On July 30, CDC released the results of the National Immunization Survey—Teen module, providing important information about the state of adolescent immunization coverage in the United States. The survey, conducted via phone with additional follow up with providers to confirm individuals’ immunization history, showed that progress has been made in increasing coverage for all three of the recommended adolescent vaccines (HPV, Tdap, and MCV4); however, HPV coverage remains well below targets, particularly for males.

HPV vaccination prevents the leading causes of cervical, oropharyngeal, anal, vulvar, vaginal, and penile cancer as well as some types of genital warts and is routinely recommended for both males and females ages 11-12 years old. Given the low levels of coverage and the high effectiveness of the vaccine, CDC, as well as other leading public health and medical organizations including the President’s Cancer Panel, have progressively focused attention and resources on increasing HPV vaccination coverage.

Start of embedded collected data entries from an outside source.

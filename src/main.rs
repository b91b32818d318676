use envertech_bridge::prelude::*;

#[tokio::main]
async fn main() {
    let options = Options::new();

    if let Err(e) = envertech_bridge::run(options).await {
        error!("{:?}", e);
        std::process::exit(255);
    }
}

The results of the National Immunization Survey—Teen module described in the July 31 Morbidity and Mortality Weekly Report also highlighted several states and local areas with large increases in HPV rates. Strategies identified for immunization programs to improve HPV vaccination coverage include:

  • Incorporating HPV vaccination into cancer control plans;
  • Joint initiatives with cancer prevention and immunization stakeholders;
  • Public communications campaigns;
  • Immunization information system-based reminder/recall;
  • Assessment and feedback activities;
  • Practice-focused strategies to educate staff and provide input on how to improve HPV vaccination within the practice; and
  • Using all opportunities to educate clinicians and parents about the importance of on-time HPV vaccination.

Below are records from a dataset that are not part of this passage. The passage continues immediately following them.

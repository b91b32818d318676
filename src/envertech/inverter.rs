use crate::prelude::*;
use crate::envertech::session::{CloseCause, ConnectionSession};

use {
    serde::{Serialize, Serializer},
    std::sync::atomic::{AtomicBool, Ordering},
    std::sync::{Arc, Mutex},
    std::time::Duration,
    tokio::task::JoinHandle,
};

pub const DEFAULT_PORT: u16 = 14889;

const READ_TIMEOUT_SECS: u64 = 300; // a silent inverter is a dead inverter
const RECONNECT_DELAY_SECS: u64 = 10; // Delay before reconnection attempts
const CONNECT_TIMEOUT_SECS: u64 = 10;
const TCP_KEEPALIVE_SECS: u64 = 60; // TCP keepalive interval

pub type SnapshotCallback = Arc<dyn Fn(&Snapshot) + Send + Sync>;

// Serial {{{
#[derive(Clone, Debug, Eq, PartialEq, thiserror::Error)]
#[error("serial {0:?} must be exactly 8 hex characters")]
pub struct MalformedSerial(pub String);

#[derive(Clone, Copy, PartialEq, Eq, Hash, Default)]
pub struct Serial([u8; 4]);

impl Serial {
    pub fn as_bytes(&self) -> &[u8; 4] {
        &self.0
    }
}

impl From<[u8; 4]> for Serial {
    fn from(bytes: [u8; 4]) -> Self {
        Self(bytes)
    }
}

impl std::str::FromStr for Serial {
    type Err = MalformedSerial;

    fn from_str(s: &str) -> Result<Self, Self::Err> {
        if s.len() != 8 || !s.bytes().all(|b| b.is_ascii_hexdigit()) {
            return Err(MalformedSerial(s.to_string()));
        }

        let mut r = [0u8; 4];
        for (i, byte) in r.iter_mut().enumerate() {
            *byte = u8::from_str_radix(&s[i * 2..i * 2 + 2], 16)
                .map_err(|_| MalformedSerial(s.to_string()))?;
        }
        Ok(Self(r))
    }
}

impl std::fmt::Display for Serial {
    fn fmt(&self, f: &mut std::fmt::Formatter<'_>) -> std::fmt::Result {
        write!(f, "{}", Utils::hex(&self.0))
    }
}

impl std::fmt::Debug for Serial {
    fn fmt(&self, f: &mut std::fmt::Formatter<'_>) -> std::fmt::Result {
        write!(f, "{}", Utils::hex(&self.0))
    }
}

impl Serialize for Serial {
    fn serialize<S>(&self, serializer: S) -> Result<S::Ok, S::Error>
    where
        S: Serializer,
    {
        serializer.serialize_str(&self.to_string())
    }
} // }}}

// DeviceIdentity {{{
/// Which device a client talks to. The serial is sent back verbatim in the
/// handshake reply, so it is kept as configured and only checked there.
#[derive(Clone, Debug, Eq, PartialEq, Serialize)]
pub struct DeviceIdentity {
    pub host: String,
    pub port: u16,
    pub serial_hex: String,
}

impl DeviceIdentity {
    pub fn new(host: impl Into<String>, port: u16, serial_hex: impl Into<String>) -> Self {
        Self {
            host: host.into(),
            port,
            serial_hex: serial_hex.into(),
        }
    }
}

impl std::fmt::Display for DeviceIdentity {
    fn fmt(&self, f: &mut std::fmt::Formatter<'_>) -> std::fmt::Result {
        write!(f, "{} ({}:{})", self.serial_hex, self.host, self.port)
    }
} // }}}

// DeviceSettings {{{
#[derive(Clone, Debug)]
pub struct DeviceSettings {
    pub read_timeout: Duration,
    pub reconnect_delay: Duration,
    pub connect_timeout: Duration,
    pub tcp_keepalive: Duration,
    pub use_tcp_nodelay: bool,
    pub strict_frame_check: bool,
    pub firmware: FirmwareLayout,
}

impl Default for DeviceSettings {
    fn default() -> Self {
        Self {
            read_timeout: Duration::from_secs(READ_TIMEOUT_SECS),
            reconnect_delay: Duration::from_secs(RECONNECT_DELAY_SECS),
            connect_timeout: Duration::from_secs(CONNECT_TIMEOUT_SECS),
            tcp_keepalive: Duration::from_secs(TCP_KEEPALIVE_SECS),
            use_tcp_nodelay: true,
            strict_frame_check: true,
            firmware: FirmwareLayout::default(),
        }
    }
} // }}}

/// Supervises one device: keeps a session running, reconnecting after a
/// fixed delay, and owns the device's snapshot for its whole lifetime.
#[derive(Clone)]
pub struct DeviceClient {
    identity: Arc<DeviceIdentity>,
    settings: DeviceSettings,
    aggregator: SnapshotAggregator,
    on_snapshot_changed: SnapshotCallback,
    stop_tx: Arc<watch::Sender<bool>>,
    connected: Arc<AtomicBool>,
    handle: Arc<Mutex<Option<JoinHandle<()>>>>,
}

impl DeviceClient {
    pub fn new<F>(identity: DeviceIdentity, settings: DeviceSettings, on_snapshot_changed: F) -> Self
    where
        F: Fn(&Snapshot) + Send + Sync + 'static,
    {
        let (stop_tx, _) = watch::channel(false);

        Self {
            identity: Arc::new(identity),
            aggregator: SnapshotAggregator::new(settings.firmware),
            settings,
            on_snapshot_changed: Arc::new(on_snapshot_changed),
            stop_tx: Arc::new(stop_tx),
            connected: Arc::new(AtomicBool::new(false)),
            handle: Arc::new(Mutex::new(None)),
        }
    }

    pub fn identity(&self) -> &DeviceIdentity {
        &self.identity
    }

    pub fn settings(&self) -> &DeviceSettings {
        &self.settings
    }

    /// Spawns the supervisor loop onto the current tokio runtime.
    pub fn start(&self) -> Result<()> {
        let mut handle = self
            .handle
            .lock()
            .map_err(|_| anyhow!("inverter {}: handle lock poisoned", self.identity))?;

        if handle.is_some() {
            bail!("inverter {}: already started", self.identity);
        }

        let client = self.clone();
        *handle = Some(tokio::spawn(async move { client.run().await }));

        Ok(())
    }

    async fn run(&self) {
        let mut stop_rx = self.stop_tx.subscribe();

        while !*stop_rx.borrow() {
            let mut session = ConnectionSession::new(
                self.identity.clone(),
                self.settings.clone(),
                self.aggregator.clone(),
                self.on_snapshot_changed.clone(),
                stop_rx.clone(),
                self.connected.clone(),
            );

            match session.run().await {
                CloseCause::Stopped => break,
                cause => warn!("inverter {}: session closed: {}", self.identity, cause),
            }

            info!(
                "inverter {}: reconnecting in {}s",
                self.identity,
                self.settings.reconnect_delay.as_secs_f64()
            );

            tokio::select! {
                _ = tokio::time::sleep(self.settings.reconnect_delay) => {}
                _ = stop_rx.wait_for(|stop| *stop) => break,
            }
        }

        info!("inverter {}: supervisor exiting", self.identity);
    }

    /// Idempotent. The running session and any pending backoff end promptly.
    pub fn stop(&self) {
        if !self.stop_tx.send_replace(true) {
            info!("Stopping inverter {}...", self.identity);
        }
    }

    pub fn is_stopped(&self) -> bool {
        *self.stop_tx.borrow()
    }

    /// Waits for the supervisor task spawned by `start()` to exit.
    pub async fn join(&self) {
        let handle = match self.handle.lock() {
            Ok(mut handle) => handle.take(),
            Err(_) => None,
        };

        if let Some(handle) = handle {
            if let Err(e) = handle.await {
                error!("inverter {}: supervisor task failed: {}", self.identity, e);
            }
        }
    }

    /// True while a session holds an open connection, whether or not it has
    /// streamed data yet.
    pub fn is_connected(&self) -> bool {
        self.connected.load(Ordering::SeqCst)
    }

    pub fn is_ready(&self) -> bool {
        self.aggregator.is_ready()
    }

    pub async fn wait_ready(&self, timeout: Duration) -> bool {
        self.aggregator.wait_ready(timeout).await
    }

    pub fn current_snapshot(&self) -> Snapshot {
        self.aggregator.snapshot()
    }

    pub fn module_count(&self) -> usize {
        self.aggregator.module_count()
    }
}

These strategies were determined to significantly contribute to the increases in HPV vaccination coverage in six jurisdictions that demonstrated improvement in both first dose and series completion among females.

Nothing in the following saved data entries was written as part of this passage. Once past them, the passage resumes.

use crate::prelude::*;
use crate::envertech::frame::{build_handshake_reply, FrameDecoder};
use crate::envertech::inverter::{MalformedSerial, SnapshotCallback};

use {
    bytes::BytesMut,
    net2::TcpStreamExt,
    std::io::ErrorKind,
    std::sync::atomic::{AtomicBool, Ordering},
    std::sync::Arc,
    std::time::Duration,
    tokio::io::{AsyncRead, AsyncReadExt, AsyncWrite, AsyncWriteExt},
    tokio::net::TcpStream,
    tokio::time::timeout,
    tokio_util::codec::Decoder,
};

const MAX_BUFFER_SIZE: usize = 65536; // 64KB max buffer size
const WRITE_TIMEOUT_SECS: u64 = 5; // Timeout for write operations

#[derive(Clone, Copy, Debug, Eq, PartialEq)]
pub enum SessionState {
    Connecting,
    AwaitingFirstFrame,
    Handshaking,
    Streaming,
    Closed,
}

/// Why a session ended. Everything except `Stopped` leads to a reconnect.
#[derive(Debug, thiserror::Error)]
pub enum CloseCause {
    #[error("connect failed: {0}")]
    ConnectFailed(#[source] std::io::Error),
    #[error("no data received for {0:?}")]
    Timeout(Duration),
    #[error("connection closed by peer")]
    PeerClosed,
    #[error("read error: {0}")]
    ReadError(#[source] std::io::Error),
    #[error("write failed: {0}")]
    WriteFailed(#[source] std::io::Error),
    #[error(transparent)]
    MalformedSerial(#[from] MalformedSerial),
    #[error("stop requested")]
    Stopped,
}

/// One TCP connection to one device, from connect to close.
pub struct ConnectionSession {
    identity: Arc<DeviceIdentity>,
    settings: DeviceSettings,
    aggregator: SnapshotAggregator,
    on_snapshot_changed: SnapshotCallback,
    stop_rx: watch::Receiver<bool>,
    connected: Arc<AtomicBool>,
    state: SessionState,
}

impl ConnectionSession {
    pub fn new(
        identity: Arc<DeviceIdentity>,
        settings: DeviceSettings,
        aggregator: SnapshotAggregator,
        on_snapshot_changed: SnapshotCallback,
        stop_rx: watch::Receiver<bool>,
        connected: Arc<AtomicBool>,
    ) -> Self {
        Self {
            identity,
            settings,
            aggregator,
            on_snapshot_changed,
            stop_rx,
            connected,
            state: SessionState::Connecting,
        }
    }

    pub fn state(&self) -> SessionState {
        self.state
    }

    pub async fn run(&mut self) -> CloseCause {
        let mut stop_rx = self.stop_rx.clone();

        let connected = tokio::select! {
            _ = stop_rx.wait_for(|stop| *stop) => Err(CloseCause::Stopped),
            r = self.connect() => r,
        };

        match connected {
            Ok(stream) => self.run_on(stream).await,
            Err(cause) => self.close(cause),
        }
    }

    async fn connect(&self) -> Result<TcpStream, CloseCause> {
        info!(
            "connecting to inverter {} at {}:{}",
            self.identity.serial_hex, self.identity.host, self.identity.port
        );

        let inverter_hp = (self.identity.host.to_owned(), self.identity.port);

        let stream = match timeout(self.settings.connect_timeout, TcpStream::connect(inverter_hp)).await {
            Ok(Ok(stream)) => stream,
            Ok(Err(e)) => return Err(CloseCause::ConnectFailed(e)),
            Err(_) => {
                return Err(CloseCause::ConnectFailed(std::io::Error::new(
                    ErrorKind::TimedOut,
                    format!("connection timeout after {:?}", self.settings.connect_timeout),
                )))
            }
        };

        let std_stream = stream.into_std().map_err(CloseCause::ConnectFailed)?;
        if let Err(e) = std_stream.set_keepalive(Some(self.settings.tcp_keepalive)) {
            warn!("Failed to set TCP keepalive: {}", e);
        }

        let stream = TcpStream::from_std(std_stream).map_err(CloseCause::ConnectFailed)?;

        if self.settings.use_tcp_nodelay {
            if let Err(e) = stream.set_nodelay(true) {
                warn!("Failed to set TCP_NODELAY: {}", e);
            }
        }

        info!("inverter {}: connected!", self.identity.serial_hex);

        Ok(stream)
    }

    /// Drives the protocol over an already connected stream until it closes.
    pub async fn run_on<S>(&mut self, stream: S) -> CloseCause
    where
        S: AsyncRead + AsyncWrite + Unpin,
    {
        let (mut reader, mut writer) = tokio::io::split(stream);
        let mut buf = BytesMut::with_capacity(MAX_BUFFER_SIZE);
        let mut decoder = FrameDecoder::new(self.settings.strict_frame_check);
        let mut stop_rx = self.stop_rx.clone();

        self.state = SessionState::AwaitingFirstFrame;
        self.connected.store(true, Ordering::SeqCst);

        loop {
            if buf.len() >= MAX_BUFFER_SIZE {
                return self.close(CloseCause::ReadError(std::io::Error::new(
                    ErrorKind::InvalidData,
                    format!("received data exceeds maximum size of {} bytes", MAX_BUFFER_SIZE),
                )));
            }
            // split() hands capacity away with each frame; top it back up
            buf.reserve(MAX_BUFFER_SIZE - buf.len());

            let read_result = tokio::select! {
                _ = stop_rx.wait_for(|stop| *stop) => return self.close(CloseCause::Stopped),
                r = timeout(self.settings.read_timeout, reader.read_buf(&mut buf)) => r,
            };

            let len = match read_result {
                Ok(Ok(n)) => n,
                Ok(Err(e)) => return self.close(CloseCause::ReadError(e)),
                Err(_) => return self.close(CloseCause::Timeout(self.settings.read_timeout)),
            };

            if len == 0 {
                return self.close(CloseCause::PeerClosed);
            }

            trace!("inverter {}: RX {:?}", self.identity.serial_hex, &buf[..]);

            loop {
                let parsed = match decoder.decode(&mut buf) {
                    Ok(Some(parsed)) => parsed,
                    Ok(None) => break,
                    Err(e) => return self.close(CloseCause::ReadError(e)),
                };

                match parsed {
                    ParsedFrame::Frame(frame) => {
                        if let Err(cause) = self.handle_frame(frame, &mut writer).await {
                            return self.close(cause);
                        }
                    }
                    ParsedFrame::Invalid(e) => {
                        warn!("inverter {}: discarding invalid frame: {}", self.identity.serial_hex, e)
                    }
                    ParsedFrame::Incomplete => break,
                }
            }
        }
    }

    async fn handle_frame<W>(&mut self, frame: Frame, writer: &mut W) -> Result<(), CloseCause>
    where
        W: AsyncWrite + Unpin,
    {
        if frame.is_challenge() {
            debug!("inverter {}: challenge received", self.identity.serial_hex);
            self.state = SessionState::Handshaking;

            let reply = build_handshake_reply(&self.identity.serial_hex)?;
            debug!("inverter {}: TX {:?}", self.identity.serial_hex, reply);

            return match timeout(Duration::from_secs(WRITE_TIMEOUT_SECS), writer.write_all(&reply)).await {
                Ok(Ok(_)) => writer.flush().await.map_err(CloseCause::WriteFailed),
                Ok(Err(e)) => Err(CloseCause::WriteFailed(e)),
                Err(_) => Err(CloseCause::WriteFailed(std::io::Error::new(
                    ErrorKind::TimedOut,
                    format!("write timed out after {} seconds", WRITE_TIMEOUT_SECS),
                ))),
            };
        }

        if frame.is_data() {
            self.aggregator.apply_data_frame(&frame);
            if self.state != SessionState::Streaming {
                info!(
                    "inverter {}: streaming data for {} modules",
                    self.identity.serial_hex,
                    self.aggregator.module_count()
                );
                self.state = SessionState::Streaming;
            }

            let snapshot = self.aggregator.snapshot();
            (self.on_snapshot_changed)(&snapshot);
            return Ok(());
        }

        debug!(
            "inverter {}: ignoring {} byte frame with control code {:#06x}",
            self.identity.serial_hex,
            frame.len(),
            frame.control_code()
        );
        Ok(())
    }

    fn close(&mut self, cause: CloseCause) -> CloseCause {
        debug!("inverter {}: {:?} -> Closed ({})", self.identity.serial_hex, self.state, cause);
        self.state = SessionState::Closed;
        self.connected.store(false, Ordering::SeqCst);
        cause
    }
}

#[cfg(test)]
mod tests {
    use super::*;
    use crate::envertech::frame::FrameFactory;
    use std::sync::atomic::AtomicUsize;

    fn session(serial: &str, read_timeout: Duration) -> (ConnectionSession, watch::Sender<bool>, Arc<AtomicUsize>) {
        let (stop_tx, stop_rx) = watch::channel(false);
        let calls = Arc::new(AtomicUsize::new(0));
        let counter = calls.clone();

        let settings = DeviceSettings {
            read_timeout,
            ..DeviceSettings::default()
        };

        let session = ConnectionSession::new(
            Arc::new(DeviceIdentity::new("127.0.0.1", 0, serial)),
            settings.clone(),
            SnapshotAggregator::new(settings.firmware),
            Arc::new(move |_: &Snapshot| {
                counter.fetch_add(1, Ordering::SeqCst);
            }),
            stop_rx,
            Arc::new(AtomicBool::new(false)),
        );

        (session, stop_tx, calls)
    }

    fn challenge() -> Vec<u8> {
        FrameFactory::build(0x1001, &[0u8; 24])
    }

    #[tokio::test]
    async fn answers_challenge_then_streams() {
        let (mut session, _stop_tx, calls) = session("1a2b3c4d", Duration::from_secs(5));
        let (client, mut device) = tokio::io::duplex(1024);

        let device_task = tokio::spawn(async move {
            device.write_all(&challenge()).await.unwrap();

            let mut reply = [0u8; 32];
            device.read_exact(&mut reply).await.unwrap();

            device
                .write_all(&FrameFactory::build(ControlCode::Data.into(), &[0u8; 14 + 64]))
                .await
                .unwrap();
            reply
        });

        let driver = tokio::spawn(async move {
            let cause = session.run_on(client).await;
            (cause, session)
        });

        let reply = device_task.await.unwrap();
        assert_eq!(reply, build_handshake_reply("1a2b3c4d").unwrap());

        // device side is gone now
        let (cause, session) = driver.await.unwrap();
        assert!(matches!(cause, CloseCause::PeerClosed));
        assert_eq!(session.state(), SessionState::Closed);
        assert_eq!(session.aggregator.module_count(), 2);
        assert_eq!(calls.load(Ordering::SeqCst), 1);
    }

    #[tokio::test]
    async fn ignores_invalid_and_unknown_frames() {
        let (mut session, _stop_tx, calls) = session("1a2b3c4d", Duration::from_secs(5));
        let (client, mut device) = tokio::io::duplex(1024);

        let device_task = tokio::spawn(async move {
            let mut bad = challenge();
            bad[3] = 0x00;
            device.write_all(&bad).await.unwrap();
            tokio::time::sleep(Duration::from_millis(20)).await;
            device.write_all(&FrameFactory::build(0x1099, &[0u8; 40])).await.unwrap();
            tokio::time::sleep(Duration::from_millis(20)).await;
        });

        let cause = session.run_on(client).await;
        device_task.await.unwrap();

        assert!(matches!(cause, CloseCause::PeerClosed));
        assert!(!session.aggregator.is_ready());
        assert_eq!(calls.load(Ordering::SeqCst), 0);
    }

    #[tokio::test]
    async fn malformed_serial_closes_session() {
        let (mut session, _stop_tx, _) = session("xyz", Duration::from_secs(5));
        let (client, mut device) = tokio::io::duplex(1024);

        device.write_all(&challenge()).await.unwrap();

        let cause = session.run_on(client).await;
        assert!(matches!(cause, CloseCause::MalformedSerial(_)));
        assert_eq!(session.state(), SessionState::Closed);
    }

    #[tokio::test]
    async fn times_out_without_data() {
        let (mut session, _stop_tx, _) = session("1a2b3c4d", Duration::from_millis(50));
        let (client, _device) = tokio::io::duplex(1024);

        let cause = session.run_on(client).await;
        assert!(matches!(cause, CloseCause::Timeout(_)));
    }

    #[tokio::test]
    async fn stops_promptly() {
        let (mut session, stop_tx, _) = session("1a2b3c4d", Duration::from_secs(60));
        let (client, _device) = tokio::io::duplex(1024);

        stop_tx.send_replace(true);

        let cause = timeout(Duration::from_secs(1), session.run_on(client)).await.unwrap();
        assert!(matches!(cause, CloseCause::Stopped));
    }

    #[tokio::test]
    async fn reply_read_failure_closes() {
        let (mut session, _stop_tx, calls) = session("1a2b3c4d", Duration::from_secs(5));
        let (client, mut device) = tokio::io::duplex(1024);

        let device_task = tokio::spawn(async move {
            device.write_all(&challenge()).await.unwrap();
            let mut reply = [0u8; 32];
            device.read_exact(&mut reply).await.unwrap();
            // hang up instead of streaming
        });

        let cause = session.run_on(client).await;
        device_task.await.unwrap();

        assert!(matches!(cause, CloseCause::PeerClosed));
        assert_eq!(session.state(), SessionState::Closed);
        assert!(!session.connected.load(Ordering::SeqCst));
        assert!(!session.aggregator.is_ready());
        assert_eq!(calls.load(Ordering::SeqCst), 0);
    }

    #[tokio::test]
    async fn keeps_streaming_past_buffer_capacity() {
        const FRAMES: usize = 600; // 600 * 150 bytes, well past MAX_BUFFER_SIZE

        let (mut session, _stop_tx, calls) = session("1a2b3c4d", Duration::from_secs(5));
        let (client, mut device) = tokio::io::duplex(1024);
        let connected = session.connected.clone();

        let device_task = {
            let calls = calls.clone();
            tokio::spawn(async move {
                let frame = FrameFactory::build(ControlCode::Data.into(), &[0u8; 14 + 4 * 32]);
                assert_eq!(frame.len(), 150);

                for sent in 1..=FRAMES {
                    device.write_all(&frame).await.unwrap();
                    // one frame per read, the protocol never coalesces them
                    for _ in 0..1000 {
                        if calls.load(Ordering::SeqCst) >= sent {
                            break;
                        }
                        tokio::time::sleep(Duration::from_millis(1)).await;
                    }
                    assert_eq!(calls.load(Ordering::SeqCst), sent);
                }
                assert!(connected.load(Ordering::SeqCst));
            })
        };

        let cause = session.run_on(client).await;
        device_task.await.unwrap();

        assert!(matches!(cause, CloseCause::PeerClosed));
        assert_eq!(calls.load(Ordering::SeqCst), FRAMES);
        assert_eq!(session.aggregator.module_count(), 4);
        assert!(!session.connected.load(Ordering::SeqCst));
    }
}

According to NACCHO’s National Profile of Local Health Departments 2013 survey, 90% of local health departments provide adult and childhood immunizations. While local health departments can be important providers of immunizations in many communities, patients should seek care at their primary care providers’ office first and then look to complimentary locations such as schools and pharmacies. However, there are many ways that local health departments can help increase local HPV vaccination rates, including the following:

  • Assess adolescent vaccination coverage in the community and within provider offices and give feedback to providers on how they can help increase vaccination rates.
  • Share information with medical providers about the importance of recommending the HPV vaccine routinely with the same emphasis as other adolescent vaccines per CDC’s recommendations.
  • Identify potential opportunities for collaboration with state cancer and immunization programs.
  • Develop or support policies that encourage routine and timely immunization for all members of the community; see NACCHO’s “Increasing HPV Vaccination Rates in Males and Females” policy statement for more information.
  • Communicate with the public about the importance of vaccinating their children according to the recommended schedule.
  • Learn from the ongoing work of NACCHO’s HPV Vaccination Project and the local health departments funded through this project.
  • Check out the many HPV resources available in NACCHO’s Guide to HPV Resources for Local Health Departments.